— WHAT YOU WILL DO —
Go to the line below containing "state.petrosian_count = 2;" and print exactly from there through the line containing "state.tal_count = 40;", both included. Print nothing else.
● ● ● ●
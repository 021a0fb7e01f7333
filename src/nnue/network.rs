//! Quantized network parameter blocks and inference.
//!
//! Architecture: 768 input features (64 squares x 6 piece types x 2
//! colors) feed a perspective-pair feature transformer; per-bucket layer
//! stacks propagate the transformed features to a positional output,
//! while per-bucket PSQT weights produce the material-like output
//! directly from the transformer.

use std::io::{Read, Write};

use super::align::{boxed_zeroed, Align64};
use crate::position::{Color, Piece, Position, Square};

/// Input feature count: 64 squares x 6 piece types x 2 colors
pub const FEATURE_DIMS: usize = 768;

/// Feature transformer output width, big network
pub const TRANSFORMED_DIMS_BIG: usize = 128;

/// Feature transformer output width, small network
pub const TRANSFORMED_DIMS_SMALL: usize = 32;

/// Number of layer-stack buckets (also the PSQT bucket count)
pub const LAYER_STACKS: usize = 8;

const L2: usize = 16;
const L3: usize = 32;

/// Clipped ReLU ceiling for quantized activations
const ACTIVATION_MAX: i32 = 127;

/// Shift applied after each quantized affine layer
const WEIGHT_SCALE_BITS: u32 = 6;

/// Compute the input-feature index for a piece from one perspective.
///
/// Index layout: perspective-relative color (own 0, enemy 1) * 384 +
/// piece type * 64 + perspective-oriented square.
#[inline]
#[must_use]
pub fn feature_index(piece: Piece, color: Color, sq: Square, perspective: Color) -> usize {
    let (oriented_sq, oriented_color) = if perspective == Color::Black {
        (sq.index() ^ 56, color.opponent())
    } else {
        (sq.index(), color)
    };
    oriented_color.index() * 384 + piece.index() * 64 + oriented_sq
}

// Little-endian wire helpers shared with the store.

pub(crate) fn read_u32<R: Read>(r: &mut R) -> std::io::Result<u32> {
    let mut buf = [0u8; 4];
    r.read_exact(&mut buf)?;
    Ok(u32::from_le_bytes(buf))
}

pub(crate) fn read_i32<R: Read>(r: &mut R) -> std::io::Result<i32> {
    let mut buf = [0u8; 4];
    r.read_exact(&mut buf)?;
    Ok(i32::from_le_bytes(buf))
}

pub(crate) fn read_i16<R: Read>(r: &mut R) -> std::io::Result<i16> {
    let mut buf = [0u8; 2];
    r.read_exact(&mut buf)?;
    Ok(i16::from_le_bytes(buf))
}

pub(crate) fn read_i8<R: Read>(r: &mut R) -> std::io::Result<i8> {
    let mut buf = [0u8; 1];
    r.read_exact(&mut buf)?;
    Ok(buf[0] as i8)
}

pub(crate) fn write_u32<W: Write>(w: &mut W, v: u32) -> std::io::Result<()> {
    w.write_all(&v.to_le_bytes())
}

pub(crate) fn write_i32<W: Write>(w: &mut W, v: i32) -> std::io::Result<()> {
    w.write_all(&v.to_le_bytes())
}

pub(crate) fn write_i16<W: Write>(w: &mut W, v: i16) -> std::io::Result<()> {
    w.write_all(&v.to_le_bytes())
}

pub(crate) fn write_i8<W: Write>(w: &mut W, v: i8) -> std::io::Result<()> {
    w.write_all(&[v as u8])
}

/// Feature transformer: accumulates feature weights for both
/// perspectives and yields the material-like (PSQT) raw output.
pub struct FeatureTransformer<const DIMS: usize> {
    pub(crate) biases: Box<Align64<[i16; DIMS]>>,
    pub(crate) weights: Box<Align64<[[i16; DIMS]; FEATURE_DIMS]>>,
    pub(crate) psqt_weights: Box<Align64<[[i32; LAYER_STACKS]; FEATURE_DIMS]>>,
}

impl<const DIMS: usize> FeatureTransformer<DIMS> {
    /// Architecture hash for this block
    pub const HASH: u32 = 0x5D69_D5B8 ^ ((DIMS as u32) * 2);

    pub(crate) fn new_zeroed() -> Option<Self> {
        Some(FeatureTransformer {
            biases: boxed_zeroed()?,
            weights: boxed_zeroed()?,
            psqt_weights: boxed_zeroed()?,
        })
    }

    pub(crate) fn read_parameters<R: Read>(&mut self, r: &mut R) -> std::io::Result<()> {
        for b in self.biases.iter_mut() {
            *b = read_i16(r)?;
        }
        for row in self.weights.iter_mut() {
            for w in row.iter_mut() {
                *w = read_i16(r)?;
            }
        }
        for row in self.psqt_weights.iter_mut() {
            for w in row.iter_mut() {
                *w = read_i32(r)?;
            }
        }
        Ok(())
    }

    pub(crate) fn write_parameters<W: Write>(&self, w: &mut W) -> std::io::Result<()> {
        for &b in self.biases.iter() {
            write_i16(w, b)?;
        }
        for row in self.weights.iter() {
            for &v in row.iter() {
                write_i16(w, v)?;
            }
        }
        for row in self.psqt_weights.iter() {
            for &v in row.iter() {
                write_i32(w, v)?;
            }
        }
        Ok(())
    }

    /// Accumulate the active features of `pos` from both perspectives.
    ///
    /// Fills `buffer` (own half then enemy half) with clipped activations
    /// unless `psqt_only` is set, and returns the raw PSQT output for the
    /// side to move.
    pub(crate) fn transform(
        &self,
        pos: &Position,
        buffer: &mut [u8],
        bucket: usize,
        psqt_only: bool,
    ) -> i32 {
        debug_assert_eq!(buffer.len(), 2 * DIMS);

        let us = pos.side_to_move();
        let perspectives = [us, us.opponent()];
        let mut psqt = [0i32; 2];
        let mut acc = [[0i32; DIMS]; 2];

        for acc_half in acc.iter_mut() {
            for (slot, &b) in acc_half.iter_mut().zip(self.biases.iter()) {
                *slot = i32::from(b);
            }
        }

        for color in [Color::White, Color::Black] {
            for piece in Piece::ALL {
                for sq in pos.pieces(color, piece).iter() {
                    for (p, &perspective) in perspectives.iter().enumerate() {
                        let f = feature_index(piece, color, sq, perspective);
                        psqt[p] += self.psqt_weights[f][bucket];
                        if !psqt_only {
                            let weights = &self.weights[f];
                            for (slot, &w) in acc[p].iter_mut().zip(weights.iter()) {
                                *slot += i32::from(w);
                            }
                        }
                    }
                }
            }
        }

        if !psqt_only {
            for p in 0..2 {
                for (i, &v) in acc[p].iter().enumerate() {
                    buffer[p * DIMS + i] = v.clamp(0, ACTIVATION_MAX) as u8;
                }
            }
        }

        (psqt[0] - psqt[1]) / 2
    }
}

/// One per-bucket layer stack producing the positional raw output.
pub struct LayerStack<const INPUT: usize> {
    pub(crate) l1_weights: Box<Align64<[[i8; INPUT]; L2]>>,
    pub(crate) l1_biases: [i32; L2],
    pub(crate) l2_weights: Box<Align64<[[i8; L2]; L3]>>,
    pub(crate) l2_biases: [i32; L3],
    pub(crate) output_weights: [i8; L3],
    pub(crate) output_bias: i32,
}

impl<const INPUT: usize> LayerStack<INPUT> {
    /// Architecture hash for this block
    pub const HASH: u32 = 0xCC03_DAE4 ^ (INPUT as u32);

    pub(crate) fn new_zeroed() -> Option<Self> {
        Some(LayerStack {
            l1_weights: boxed_zeroed()?,
            l1_biases: [0; L2],
            l2_weights: boxed_zeroed()?,
            l2_biases: [0; L3],
            output_weights: [0; L3],
            output_bias: 0,
        })
    }

    pub(crate) fn read_parameters<R: Read>(&mut self, r: &mut R) -> std::io::Result<()> {
        for b in self.l1_biases.iter_mut() {
            *b = read_i32(r)?;
        }
        for row in self.l1_weights.iter_mut() {
            for w in row.iter_mut() {
                *w = read_i8(r)?;
            }
        }
        for b in self.l2_biases.iter_mut() {
            *b = read_i32(r)?;
        }
        for row in self.l2_weights.iter_mut() {
            for w in row.iter_mut() {
                *w = read_i8(r)?;
            }
        }
        self.output_bias = read_i32(r)?;
        for w in self.output_weights.iter_mut() {
            *w = read_i8(r)?;
        }
        Ok(())
    }

    pub(crate) fn write_parameters<W: Write>(&self, w: &mut W) -> std::io::Result<()> {
        for &b in self.l1_biases.iter() {
            write_i32(w, b)?;
        }
        for row in self.l1_weights.iter() {
            for &v in row.iter() {
                write_i8(w, v)?;
            }
        }
        for &b in self.l2_biases.iter() {
            write_i32(w, b)?;
        }
        for row in self.l2_weights.iter() {
            for &v in row.iter() {
                write_i8(w, v)?;
            }
        }
        write_i32(w, self.output_bias)?;
        for &v in self.output_weights.iter() {
            write_i8(w, v)?;
        }
        Ok(())
    }

    /// Propagate clipped transformer activations to the raw positional
    /// output.
    pub(crate) fn propagate(&self, input: &[u8]) -> i32 {
        debug_assert_eq!(input.len(), INPUT);

        let mut l1_out = [0u8; L2];
        for (o, out) in l1_out.iter_mut().enumerate() {
            let mut sum = self.l1_biases[o];
            for (i, &v) in input.iter().enumerate() {
                sum += i32::from(self.l1_weights[o][i]) * i32::from(v);
            }
            *out = (sum >> WEIGHT_SCALE_BITS).clamp(0, ACTIVATION_MAX) as u8;
        }

        let mut l2_out = [0u8; L3];
        for (o, out) in l2_out.iter_mut().enumerate() {
            let mut sum = self.l2_biases[o];
            for (i, &v) in l1_out.iter().enumerate() {
                sum += i32::from(self.l2_weights[o][i]) * i32::from(v);
            }
            *out = (sum >> WEIGHT_SCALE_BITS).clamp(0, ACTIVATION_MAX) as u8;
        }

        let mut out = self.output_bias;
        for (i, &v) in l2_out.iter().enumerate() {
            out += i32::from(self.output_weights[i]) * i32::from(v);
        }
        out
    }
}

/// Full parameter set for one network size variant.
pub struct NetworkParams<const DIMS: usize, const INPUT: usize> {
    pub(crate) transformer: FeatureTransformer<DIMS>,
    pub(crate) stacks: Vec<LayerStack<INPUT>>,
}

/// Big-variant parameters
pub type BigNetwork = NetworkParams<TRANSFORMED_DIMS_BIG, { 2 * TRANSFORMED_DIMS_BIG }>;

/// Small-variant parameters
pub type SmallNetwork = NetworkParams<TRANSFORMED_DIMS_SMALL, { 2 * TRANSFORMED_DIMS_SMALL }>;

impl<const DIMS: usize, const INPUT: usize> NetworkParams<DIMS, INPUT> {
    /// Combined architecture hash (transformer ^ layer stack)
    pub const HASH: u32 = FeatureTransformer::<DIMS>::HASH ^ LayerStack::<INPUT>::HASH;

    pub(crate) fn new_zeroed() -> Option<Self> {
        let transformer = FeatureTransformer::new_zeroed()?;
        let mut stacks = Vec::with_capacity(LAYER_STACKS);
        for _ in 0..LAYER_STACKS {
            stacks.push(LayerStack::new_zeroed()?);
        }
        Some(NetworkParams { transformer, stacks })
    }

    /// Raw (psqt, positional) outputs for `pos` using `bucket`.
    pub(crate) fn evaluate_raw(&self, pos: &Position, bucket: usize, psqt_only: bool) -> (i32, i32) {
        let mut buffer = [0u8; INPUT];
        let psqt = self.transformer.transform(pos, &mut buffer, bucket, psqt_only);
        let positional = if psqt_only {
            0
        } else {
            self.stacks[bucket].propagate(&buffer)
        };
        (psqt, positional)
    }
}

#[cfg(test)]
mod tests {
    use super::*;

    #[test]
    fn test_feature_index_white_perspective() {
        // White pawn on e2 seen by white: own block, pawn row, e2
        let idx = feature_index(Piece::Pawn, Color::White, Square(1, 4), Color::White);
        assert_eq!(idx, Square(1, 4).index());
        // Black pawn seen by white lands in the enemy block
        let idx = feature_index(Piece::Pawn, Color::Black, Square(6, 4), Color::White);
        assert_eq!(idx, 384 + Square(6, 4).index());
    }

    #[test]
    fn test_feature_index_black_perspective_mirrors() {
        // A white pawn on e2 from black's view maps like a black pawn on e7
        // from white's view
        let from_black = feature_index(Piece::Pawn, Color::White, Square(1, 4), Color::Black);
        let mirrored = feature_index(Piece::Pawn, Color::Black, Square(6, 4), Color::White);
        assert_eq!(from_black, mirrored);
    }

    #[test]
    fn test_zeroed_network_evaluates_to_zero() {
        let net = SmallNetwork::new_zeroed().unwrap();
        let pos = Position::new();
        let (psqt, positional) = net.evaluate_raw(&pos, 0, false);
        assert_eq!(psqt, 0);
        assert_eq!(positional, 0);
    }

    #[test]
    fn test_psqt_sign_flips_with_side_to_move() {
        let mut net = SmallNetwork::new_zeroed().unwrap();
        // Reward the own-perspective white-pawn-on-e2 feature in every bucket
        let f = feature_index(Piece::Pawn, Color::White, Square(1, 4), Color::White);
        for bucket in 0..LAYER_STACKS {
            net.transformer.psqt_weights[f][bucket] = 64;
        }

        let white_to_move: Position = "4k3/8/8/8/8/8/4P3/4K3 w - - 0 1".parse().unwrap();
        let black_to_move: Position = "4k3/8/8/8/8/8/4P3/4K3 b - - 0 1".parse().unwrap();

        let (psqt_w, _) = net.evaluate_raw(&white_to_move, 0, true);
        let (psqt_b, _) = net.evaluate_raw(&black_to_move, 0, true);
        assert!(psqt_w > 0, "psqt_w={psqt_w}");
        assert_eq!(psqt_w, -psqt_b);
    }

    #[test]
    fn test_propagate_zero_input_yields_bias() {
        let mut stack: LayerStack<64> = LayerStack::new_zeroed().unwrap();
        stack.output_bias = 1234;
        let input = [0u8; 64];
        assert_eq!(stack.propagate(&input), 1234);
    }

    #[test]
    fn test_hashes_distinguish_variants() {
        assert_ne!(BigNetwork::HASH, SmallNetwork::HASH);
        assert_ne!(
            FeatureTransformer::<TRANSFORMED_DIMS_BIG>::HASH,
            FeatureTransformer::<TRANSFORMED_DIMS_SMALL>::HASH
        );
    }
}
#[cfg(test)]
mod tests {
    use super::*;

    fn enabled_state() -> StyleState {
        StyleState::new(true)
    }

    #[test]
    fn test_fixed_triples() {
        let mut state = enabled_state();
        state.set_style(Style::Tal);
        assert_eq!(
            state.weights(),
            StyleWeights {
                attack: 25,
                defense: 5,
                balance: 0
            }
        );
        state.set_style(Style::Petrosian);
        assert_eq!(
            state.weights(),
            StyleWeights {
                attack: 0,
                defense: 5,
                balance: 25
            }
        );
    }

    #[test]
    fn test_unknown_name_falls_back_to_capablanca() {
        let mut state = enabled_state();
        let applied = state.set_style_by_name("Unknown");
        assert_eq!(applied, Style::Capablanca);
        assert_eq!(
            state.weights(),
            StyleWeights {
                attack: 10,
                defense: 15,
                balance: 10
            }
        );
    }

    #[test]
    fn test_disabled_state_stays_neutral() {
        let mut state = StyleState::new(false);
        state.set_style(Style::Tal);
        assert_eq!(state.weights(), StyleWeights::NEUTRAL);
        state.set_custom_blend(100, 0, 0);
        assert_eq!(state.weights(), StyleWeights::NEUTRAL);
    }

    #[test]
    fn test_disabling_resets_state() {
        let mut state = enabled_state();
        state.set_style(Style::Tal);
        state.set_enabled(false);
        assert_eq!(state.weights(), StyleWeights::NEUTRAL);
        assert_eq!(state.hysteresis(), (200, 300, 100));
        assert_eq!(state.usage_counts(), (0, 0, 0));
    }

    #[test]
    fn test_custom_blend_seventy_thirty_split() {
        // 70% Tal, 30% Petrosian, no Capablanca
        let mut state = enabled_state();
        state.set_custom_blend(70, 30, 0);
        let w = state.weights();
        assert_eq!(w.attack, 17);
        assert_eq!(w.defense, 11);
        assert_eq!(w.balance, 8);
    }

    #[test]
    fn test_custom_blend_zero_falls_back() {
        let mut state = enabled_state();
        state.set_custom_blend(0, 0, 0);
        assert_eq!(state.weights(), StyleWeights::for_style(Style::Capablanca));
    }

    #[test]
    fn test_custom_blend_clamps() {
        let mut state = enabled_state();
        for (tal, petrosian, capablanca) in
            [(100, 0, 0), (0, 100, 0), (0, 0, 100), (33, 33, 34), (1, 2, 3)]
        {
            state.set_custom_blend(tal, petrosian, capablanca);
            let w = state.weights();
            assert!((0..=30).contains(&w.attack));
            assert!((0..=30).contains(&w.defense));
            assert!((0..=30).contains(&w.balance));
            let s = state.strategy();
            assert!((5..=30).contains(&s.material));
            assert!((5..=30).contains(&s.positional));
        }
    }

    fn assert_hysteresis_in_bands(state: &StyleState) {
        let (tal, petrosian, capablanca) = state.hysteresis();
        assert!((150..=500).contains(&tal), "tal={tal}");
        assert!((100..=400).contains(&petrosian), "petrosian={petrosian}");
        assert!((30..=200).contains(&capablanca), "capablanca={capablanca}");
    }

    #[test]
    fn test_penalty_progression_keeps_bands() {
        let mut state = enabled_state();
        state.set_style(Style::Tal);
        for _ in 0..100 {
            state.apply_penalty_progression();
            assert_hysteresis_in_bands(&state);
        }
    }

    #[test]
    fn test_recalibrate_keeps_bands() {
        let mut state = enabled_state();
        state.tal_count = 30;
        state.petrosian_count = 2;
        state.capablanca_count = 1;
        for i in 0..200 {
            state.recalibrate_parameters(i * 7 % 400 - 200, 50);
            assert_hysteresis_in_bands(&state);
        }
    }

    #[test]
    fn test_recalibrate_forces_capablanca_reversion() {
        let mut state = enabled_state();
        state.set_style(Style::Tal);
        state.tal_count = 40;
        state.petrosian_count = 20;
        state.capablanca_count = 1;
        state.move_counter = REVERSION_MOVES + 1;
        state.recalibrate_parameters(0, 0);
        assert_eq!(state.active_style(), Style::Capablanca);
        assert_eq!(state.move_counter, 0);
    }

    #[test]
    fn test_dynamic_update_guards() {
        let mut state = enabled_state();
        let pos = Position::new();

        // Guard: score change below tolerance
        assert_eq!(state.dynamic_update(&pos, 5, 8000, 10_000, 0, true), None);
        assert_eq!(state.last_node_trigger, 0);

        // Guard: not enough nodes since last trigger
        assert_eq!(state.dynamic_update(&pos, 100, 8000, 100, 0, true), None);
        assert_eq!(state.last_node_trigger, 0);

        // Passing score + node guards but with dynamic adjustment off
        assert_eq!(state.dynamic_update(&pos, 200, 8000, 10_000, 0, false), None);
        assert_eq!(state.last_node_trigger, 10_000);
    }

    #[test]
    fn test_dynamic_update_selects_tal_on_big_lead() {
        let mut state = enabled_state();
        let pos = Position::new();
        // Large positive score above any attack threshold
        let changed = state.dynamic_update(&pos, 900, 8000, 10_000, 0, true);
        assert_eq!(changed, Some(Style::Tal));
        assert_eq!(state.active_style(), Style::Tal);
        assert_eq!(state.usage_counts().0, 1);
        assert_hysteresis_in_bands(&state);
    }

    #[test]
    fn test_dynamic_update_selects_petrosian_when_losing() {
        let mut state = enabled_state();
        let pos = Position::new();
        let changed = state.dynamic_update(&pos, -900, 8000, 10_000, 0, true);
        assert_eq!(changed, Some(Style::Petrosian));
    }

    #[test]
    fn test_dynamic_update_respects_change_interval() {
        let mut state = enabled_state();
        let pos = Position::new();
        assert_eq!(
            state.dynamic_update(&pos, 900, 8000, 10_000, 0, true),
            Some(Style::Tal)
        );
        // Second call 1500+ nodes later but within 50 nodes of the
        // change would be blocked by the change-interval guard; use a
        // score below tolerance first to show nothing fires either way.
        assert_eq!(state.dynamic_update(&pos, 905, 8000, 12_000, 0, true), None);
    }

    #[test]
    fn test_dynamic_blend_weights_normalized() {
        let pos = Position::new();
        let (tal, petrosian, capablanca) =
            dynamic_blend_weights(&pos, GamePhase::Middlegame, (20, 20, 20));
        let total = tal + petrosian + capablanca;
        assert!(total <= 100, "total={total}");
        assert!(tal > 0);
    }

    #[test]
    fn test_dynamic_blend_weights_phase_bias() {
        let pos = Position::new();
        let mid = dynamic_blend_weights(&pos, GamePhase::Middlegame, (20, 20, 20));
        let end = dynamic_blend_weights(&pos, GamePhase::Endgame, (20, 20, 20));
        // The endgame bump favors Petrosian relative to the middlegame
        assert!(end.1 >= mid.1);
    }
}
● ● ● ●
— YOUR SOLUTION —
        state.petrosian_count = 2;
        state.capablanca_count = 1;
        for i in 0..200 {
            state.recalibrate_parameters(i * 7 % 400 - 200, 50);
            assert_hysteresis_in_bands(&state);
        }
    }

    #[test]
    fn test_recalibrate_forces_capablanca_reversion() {
        let mut state = enabled_state();
        state.set_style(Style::Tal);
        state.tal_count = 40;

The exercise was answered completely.